Prevention of Mother to Child HIV Transmission (PMTCT) services aim to identify HIV-infected pregnant and breastfeeding mothers and initiate them on antiretroviral treatment (ART) for improving the health of the mother as well as reducing HIV transmission to their infants. In 2011, Malawi was the first country to adopt lifelong ART for HIV- pregnant and breastfeeding women, known as 'Option B+'. Despite leading the way on operationalization of this approach, Malawi has faced challenges retaining HIV-infected pregnant and breastfeeding women on lifelong ART as well as with improving uptake of early infant HIV testing for HIV-exposed infants. Innovative approaches are needed which engage health service users (i.e. patients) as part of quality improvement solutions within clinical settings to improve retention throughout the PMTCT cascade and ultimately improve PMTCT outcomes for mothers and infants. One approach to broadly engage health service users in quality improvement activities is the Community Score Card (CSC). The CSC engages both service providers and users within a clinical setting in dialogues to identify solutions to the perceived barriers with health service delivery and utilization. CARE developed the CSC intervention in Malawi in 2002 as part of a project aimed at developing innovative and sustainable models to improve general maternal and child health services. The main goal of the CSC intervention is to positively influence the quality, efficiency, and accountability with which health services are provided at different levels. The original CSC consists of five core phases, repeated on a regular basis (called "rounds"), for the life of the project. This project adapted the CSC to the PMTCT setting across 11 sites in two priority PEPFAR scale-up districts in Malawi. The adaptation of the CSC was evaluated through a pre-post design to measure change in maternal retention on ART, change in maternal retention across the PMTCT service cascade, and uptake of Early Infant Diagnosis (EID) services following CSC implementation. Additionally, the project estimated the cost of the adapted CSC implementation.
Study Type
INTERVENTIONAL
Allocation
NA
Purpose
HEALTH_SERVICES_RESEARCH
Masking
NONE
Enrollment
1,233
The CSC intervention is a participatory community approach. Health care workers (HCWs), PMTCT clients identified the issues that most impacted PMTCT service quality and uptake, and came together to implement actions for improvement. The core implementation strategy is using dialogue in a participatory forum that engages both service users and service providers. The CSC consists of five core phases, repeated on a regular basis (called "rounds"), for the life of the project. The five core phases include: 1. Phase I: Planning and preparation 2. Phase II: Conducting the Score Card with the community 3. Phase III: Conducting the Score Card with service providers 4. Phase IV: Interface meeting and action planning 5. Phase V: Action plan implementation and follow-up
Elizabeth Glaser Pediatric AIDS Foundation
Lilongwe, Malawi
Early diagnosis of HIV exposed infants (HEI)
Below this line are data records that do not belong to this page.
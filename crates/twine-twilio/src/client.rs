//! Async HTTP client for the Twilio Messages REST API.

use std::time::Duration;

use chrono::{DateTime, Utc};
use reqwest::{Client, RequestBuilder, Response};
use serde::{Deserialize, Serialize, de::DeserializeOwned};
use tracing::debug;
use twine_core::{message::RawMessage, source::RemoteSource, thread::User};

use crate::{
  Error, Result,
  wire::{MessagePage, WireMessage, merge},
};

/// Production API host.
pub const DEFAULT_BASE_URL: &str = "https://api.twilio.com";

/// Twilio's maximum page size for the Messages list.
const PAGE_SIZE: u32 = 1000;

/// The session: account SID, auth token and the account's phone number.
///
/// Fields default to empty so a partially filled config deserialises and is
/// rejected by [`TwilioClient::login`] with a precise error instead.
#[derive(Debug, Clone, Default, Serialize, Deserialize)]
pub struct Credentials {
  #[serde(default)]
  pub sid:    String,
  #[serde(default)]
  pub token:  String,
  #[serde(default)]
  pub number: String,
}

/// A logged-in Twilio account.
///
/// Cheap to clone; the inner [`reqwest::Client`] is `Arc`-based.
#[derive(Clone)]
pub struct TwilioClient {
  client:      Client,
  credentials: Credentials,
  base_url:    String,
}

impl TwilioClient {
  /// Validate `credentials` and build a client for them. No request is made.
  pub fn login(credentials: Credentials) -> Result<Self> {
    if credentials.sid.trim().is_empty() {
      return Err(Error::MissingCredentials("sid"));
    }
    if credentials.token.trim().is_empty() {
      return Err(Error::MissingCredentials("token"));
    }
    if credentials.number.trim().is_empty() {
      return Err(Error::MissingCredentials("number"));
    }

    let client = Client::builder()
      .timeout(Duration::from_secs(30))
      .build()?;
    Ok(Self { client, credentials, base_url: DEFAULT_BASE_URL.to_owned() })
  }

  /// Point the client at another host (a proxy or a local stand-in).
  pub fn with_base_url(mut self, base_url: impl Into<String>) -> Self {
    self.base_url = base_url.into();
    self
  }

  /// The session, for persisting and resuming later.
  pub fn credentials(&self) -> &Credentials { &self.credentials }

  fn messages_url(&self) -> String {
    format!(
      "{}/2010-04-01/Accounts/{}/Messages.json",
      self.base_url.trim_end_matches('/'),
      self.credentials.sid
    )
  }

  fn auth(&self, req: RequestBuilder) -> RequestBuilder {
    req.basic_auth(&self.credentials.sid, Some(&self.credentials.token))
  }

  async fn decode<T: DeserializeOwned>(resp: Response) -> Result<T> {
    let status = resp.status();
    if !status.is_success() {
      let body = resp.text().await.unwrap_or_default();
      return Err(Error::Status { status, body });
    }
    Ok(resp.json().await?)
  }

  /// Every message whose `field` (`From` or `To`) is the account number,
  /// following Twilio's paging to the end.
  async fn list(&self, field: &str, since: Option<DateTime<Utc>>) -> Result<Vec<RawMessage>> {
    let mut query = vec![
      (field.to_owned(), self.credentials.number.clone()),
      ("PageSize".to_owned(), PAGE_SIZE.to_string()),
    ];
    if let Some(since) = since {
      query.push(("DateSent>".to_owned(), since.format("%Y-%m-%d").to_string()));
    }

    let resp = self
      .auth(self.client.get(self.messages_url()))
      .query(&query)
      .send()
      .await?;
    let mut page: MessagePage = Self::decode(resp).await?;

    let mut out = Vec::new();
    loop {
      for wire in page.messages.drain(..) {
        out.push(wire.into_raw()?);
      }
      let Some(next) = page.next_page_uri.take() else { break };
      let url = format!("{}{}", self.base_url.trim_end_matches('/'), next);
      let resp = self.auth(self.client.get(url)).send().await?;
      page = Self::decode(resp).await?;
    }

    debug!(field, count = out.len(), "listed Twilio messages");
    Ok(out)
  }
}

impl RemoteSource for TwilioClient {
  type Error = Error;

  fn current_user(&self) -> User { User::current(&self.credentials.number, None) }

  async fn messages_of_number(&self, since: Option<DateTime<Utc>>) -> Result<Vec<RawMessage>> {
    let (sent, received) = tokio::try_join!(self.list("From", since), self.list("To", since))?;
    Ok(merge(sent.into_iter().chain(received)))
  }

  async fn send_message(&self, to: &str, text: &str) -> Result<RawMessage> {
    let form = [
      ("To", to),
      ("From", self.credentials.number.as_str()),
      ("Body", text),
    ];
    let resp = self
      .auth(self.client.post(self.messages_url()))
      .form(&form)
      .send()
      .await?;
    let created: WireMessage = Self::decode(resp).await?;
    created.into_raw()
  }
}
Proportion of HEI receiving a DNA PCR test
Time frame: 6 - 8 weeks after birth
Early retention of pregnant and breastfeeding HIV positive women in PMTCT
Proportions of HIV-positive pregnant and breastfeeding women (including women newly-identified and already-known to be HIV positive) retained in PMTCT services
Time frame: 1 to 6 months
Early retention of newly diagnosed HIV-positive women in HIV care
Proportions of HIV-positive women (pregnant and breastfeeding women as well as non-pregnant women) newly initiating ART services retained in HIV care
Time frame: 1 to 6 months
Implementation cost of CSC
Estimate the total cost of implementing of the CSC intervention at community and facility levels.